## Exercise aim:
Exactly the lines starting at the line containing "use tracing::info;" and ending at the line containing "let config = match" are to be written out from the listing below, both included.

## The records:
====

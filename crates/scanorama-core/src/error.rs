//! Error types shared across the scan execution subsystem.

use std::io;
use std::net::AddrParseError;
use thiserror::Error;

/// Result type alias used throughout Scanorama.
pub type Result<T> = std::result::Result<T, Error>;

/// Tagged error taxonomy for the scan execution subsystem. Each variant
/// corresponds to one outcome a caller at a component boundary needs to
/// branch on (retry, surface to the submitter, or treat as fatal).
#[derive(Error, Debug)]
pub enum Error {
    /// Input failed validation (bad target, bad port spec, bad scan type).
    #[error("validation failed: {0}")]
    Validation(String),

    /// A scan or a query exceeded its deadline.
    #[error("operation timed out")]
    Timeout,

    /// The scan engine adapter reported a failure running the scan itself.
    #[error("scan failed: {0}")]
    ScanFailed(String),

    /// The network underneath the target is unreachable.
    #[error("network unreachable: {0}")]
    NetworkUnreachable(String),

    /// The specific host is unreachable (routed network, dead host).
    #[error("host unreachable: {0}")]
    HostUnreachable(String),

    /// Could not obtain or use a database connection.
    #[error("database connection error: {0}")]
    DatabaseConnection(String),

    /// A database statement failed.
    #[error("database query error: {0}")]
    DatabaseQuery(String),

    /// A database operation exceeded its deadline.
    #[error("database operation timed out: {0}")]
    DatabaseTimeout(String),

    /// The operation was cancelled cooperatively.
    #[error("operation cancelled")]
    Cancelled,

    /// The owning component is shutting down and rejects new work.
    #[error("shutting down")]
    Shutdown,

    /// A host record could not be verified to exist before writing
    /// dependent `PortScan` rows.
    #[error("host verification failed: {0}")]
    HostVerificationFailed(String),

    /// I/O errors with automatic conversion.
    #[error("I/O error: {0}")]
    Io(#[from] io::Error),

    /// Parsing errors for IP addresses, CIDR, ports.
    #[error("parse error: {0}")]
    Parse(String),

    /// Configuration errors.
    #[error("configuration error: {0}")]
    Config(String),

    /// Serialization errors.
    #[error("serialization error: {0}")]
    Serialization(String),
}

impl Error {
    /// Whether a caller should retry this error per the worker pool's
    /// backoff policy, as opposed to surfacing it immediately.
    pub fn is_retriable(&self) -> bool {
        matches!(
            self,
            Error::Timeout
                | Error::NetworkUnreachable(_)
                | Error::HostUnreachable(_)
                | Error::DatabaseTimeout(_)
                | Error::ScanFailed(_)
        )
    }
}

impl From<AddrParseError> for Error {
    fn from(err: AddrParseError) -> Self {
        Error::Parse(format!("invalid IP address: {err}"))
    }
}

impl From<ipnetwork::IpNetworkError> for Error {
    fn from(err: ipnetwork::IpNetworkError) -> Self {
        Error::Parse(format!("invalid IP network: {err}"))
    }
}

impl From<serde_json::Error> for Error {
    fn from(err: serde_json::Error) -> Self {
        Error::Serialization(format!("JSON error: {err}"))
    }
}

impl From<toml::de::Error> for Error {
    fn from(err: toml::de::Error) -> Self {
        Error::Config(format!("TOML parse error: {err}"))
    }
}

impl From<toml::ser::Error> for Error {
    fn from(err: toml::ser::Error) -> Self {
        Error::Config(format!("TOML serialization error: {err}"))
    }
}

impl From<sqlx::Error> for Error {
    fn from(err: sqlx::Error) -> Self {
        match &err {
            sqlx::Error::PoolTimedOut => Error::DatabaseTimeout(err.to_string()),
            sqlx::Error::PoolClosed | sqlx::Error::Io(_) => {
                Error::DatabaseConnection(err.to_string())
            }
            _ => Error::DatabaseQuery(err.to_string()),
        }
    }
}
//! `scanorama` — operator CLI for the scan execution daemon.
//!
//! Wires the core boundary interfaces (scanorama-scanner's `Daemon`)
//! together with a SQLite-backed `PersistenceGateway` and a
//! `TcpConnectEngine`, and exposes them as subcommands. HTTP routing,
//! API-key auth, and the XML import/export layer are not implemented
//! here.

mod args;
mod banner;
mod output;

use anyhow::{bail, Context, Result};
use args::{Cli, Command, TargetAction};
use banner::Banner;
use clap::Parser;
use colored::Colorize;
use scanorama_core::{Config, PortSpec, ScanTarget, ScanType};
use scanorama_engine::TcpConnectEngine;
use scanorama_persistence::PersistenceGateway;
use scanorama_scanner::Daemon;
use std::str::FromStr;
use std::sync::Arc;
use std::time::Duration;
use tracing::info;
use uuid::Uuid;

#[tokio::main]
async fn main() -> Result<()> {
    tracing_subscriber::fmt()
        .with_env_filter(tracing_subscriber::EnvFilter::from_default_env())
        .init();

    let cli = Cli::parse();

    if !cli.no_banner {
        Banner::new(env!("CARGO_PKG_VERSION")).print();
    }

    let config = match &cli.config {
        Some(path) => Config::load_from_file(path)
            .with_context(|| format!("failed to load config from {path:?}"))?,
        None => Config::default(),
    };

    match cli.command {
        Command::Run => run(config, &cli.db).await,
        Command::Submit(args) => submit(config, &cli.db, args).await,
        Command::Target { action } => target(&cli.db, action).await,
        Command::Stats => stats(config, &cli.db).await,
        Command::InitConfig { path } => {
            Config::default().save_to_file(&path)?;
            println!("wrote default config to {}", path.display());
            Ok(())
        }
    }
}

async fn run(config: Config, db: &std::path::Path) -> Result<()> {
    let gateway = PersistenceGateway::open(db).await?;
    let daemon = Daemon::start(config, gateway, Arc::new(TcpConnectEngine::new()));
    daemon.scheduler.refresh_targets().await?;

    info!("daemon running, press Ctrl-C to stop");
    println!("{}", "daemon running — press Ctrl-C to stop".bright_white());

    tokio::signal::ctrl_c()
        .await
        .context("failed to listen for Ctrl-C")?;

    println!("{}", "shutting down...".bright_black());
    daemon.stop().await;
    Ok(())
}

async fn submit(config: Config, db: &std::path::Path, args: args::SubmitArgs) -> Result<()> {
    let network = ScanTarget::parse_network(&args.network)
        .with_context(|| format!("invalid network: {}", args.network))?;
    let ports = PortSpec::parse(&args.ports).with_context(|| format!("invalid ports: {}", args.ports))?;
    let scan_type =
        ScanType::from_str(&args.scan_type).with_context(|| format!("invalid scan type: {}", args.scan_type))?;

    let target = ScanTarget {
        id: Uuid::new_v4(),
        name: args.name,
        network,
        ports,
        scan_type,
        scan_interval_seconds: 0,
        enabled: true,
    };

    let gateway = PersistenceGateway::open(db).await?;
    let daemon = Daemon::start(config, gateway.clone(), Arc::new(TcpConnectEngine::new()));

    let job = daemon.submit_ad_hoc(target).await?;
    println!("submitted job {}", job.id.to_string().bright_white());

    let deadline = tokio::time::Instant::now() + Duration::from_secs(args.wait_secs);
    let row = loop {
        if let Some(row) = gateway.get_scan_job(job.id).await? {
            if matches!(
                row.status,
                scanorama_core::JobStatus::Completed | scanorama_core::JobStatus::Failed
            ) {
                break row;
            }
        }
        if tokio::time::Instant::now() >= deadline {
            daemon.stop().await;
            bail!("timed out waiting for job {} to finish", job.id);
        }
        tokio::time::sleep(Duration::from_millis(100)).await;
    };

    output::print_job(&row);
    daemon.stop().await;
    Ok(())
}

async fn target(db: &std::path::Path, action: TargetAction) -> Result<()> {
    let gateway = PersistenceGateway::open(db).await?;
    match action {
        TargetAction::Add(args) => {
            let network = ScanTarget::parse_network(&args.network)
                .with_context(|| format!("invalid network: {}", args.network))?;
            let ports =
                PortSpec::parse(&args.ports).with_context(|| format!("invalid ports: {}", args.ports))?;
            let scan_type = ScanType::from_str(&args.scan_type)
                .with_context(|| format!("invalid scan type: {}", args.scan_type))?;

            let target = ScanTarget {
                id: Uuid::new_v4(),
                name: args.name,
                network,
                ports,
                scan_type,
                scan_interval_seconds: args.interval_seconds,
                enabled: !args.disabled,
            };
            target.validate()?;
            gateway.create_scan_target(&target).await?;
            println!("created target {}", target.id.to_string().bright_white());
            Ok(())
        }
        TargetAction::List => {
            let targets = gateway.get_all_scan_targets().await?;
            output::print_targets(&targets);
            Ok(())
        }
    }
}

async fn stats(config: Config, db: &std::path::Path) -> Result<()> {
    let gateway = PersistenceGateway::open(db).await?;
    let daemon = Daemon::start(config, gateway, Arc::new(TcpConnectEngine::new()));
    daemon.scheduler.refresh_targets().await?;

    // Give the tick loop a brief window; this is a one-shot snapshot,
    // not a live view of a long-running daemon (see Command::Stats).
    tokio::time::sleep(Duration::from_millis(50)).await;

    let pool_stats = daemon.pool.get_stats();
    let scheduler_stats = daemon.scheduler.get_stats();

    println!(
        "pool: queued={} completed={} failed={} retried={} workers_active={} workers_idle={}",
        pool_stats.queued,
        pool_stats.completed,
        pool_stats.failed,
        pool_stats.retried,
        pool_stats.workers_active,
        pool_stats.workers_idle
    );
    println!(
        "scheduler: targets_total={} targets_enabled={} jobs_scheduled={} jobs_submitted={}",
        scheduler_stats.targets_total,
        scheduler_stats.targets_enabled,
        scheduler_stats.jobs_scheduled,
        scheduler_stats.jobs_submitted
    );

    daemon.stop().await;
    Ok(())
}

====

## Task response:
use tracing::info;
use uuid::Uuid;

#[tokio::main]
async fn main() -> Result<()> {
    tracing_subscriber::fmt()
        .with_env_filter(tracing_subscriber::EnvFilter::from_default_env())
        .init();

    let cli = Cli::parse();

    if !cli.no_banner {
        Banner::new(env!("CARGO_PKG_VERSION")).print();
    }

    let config = match &cli.config {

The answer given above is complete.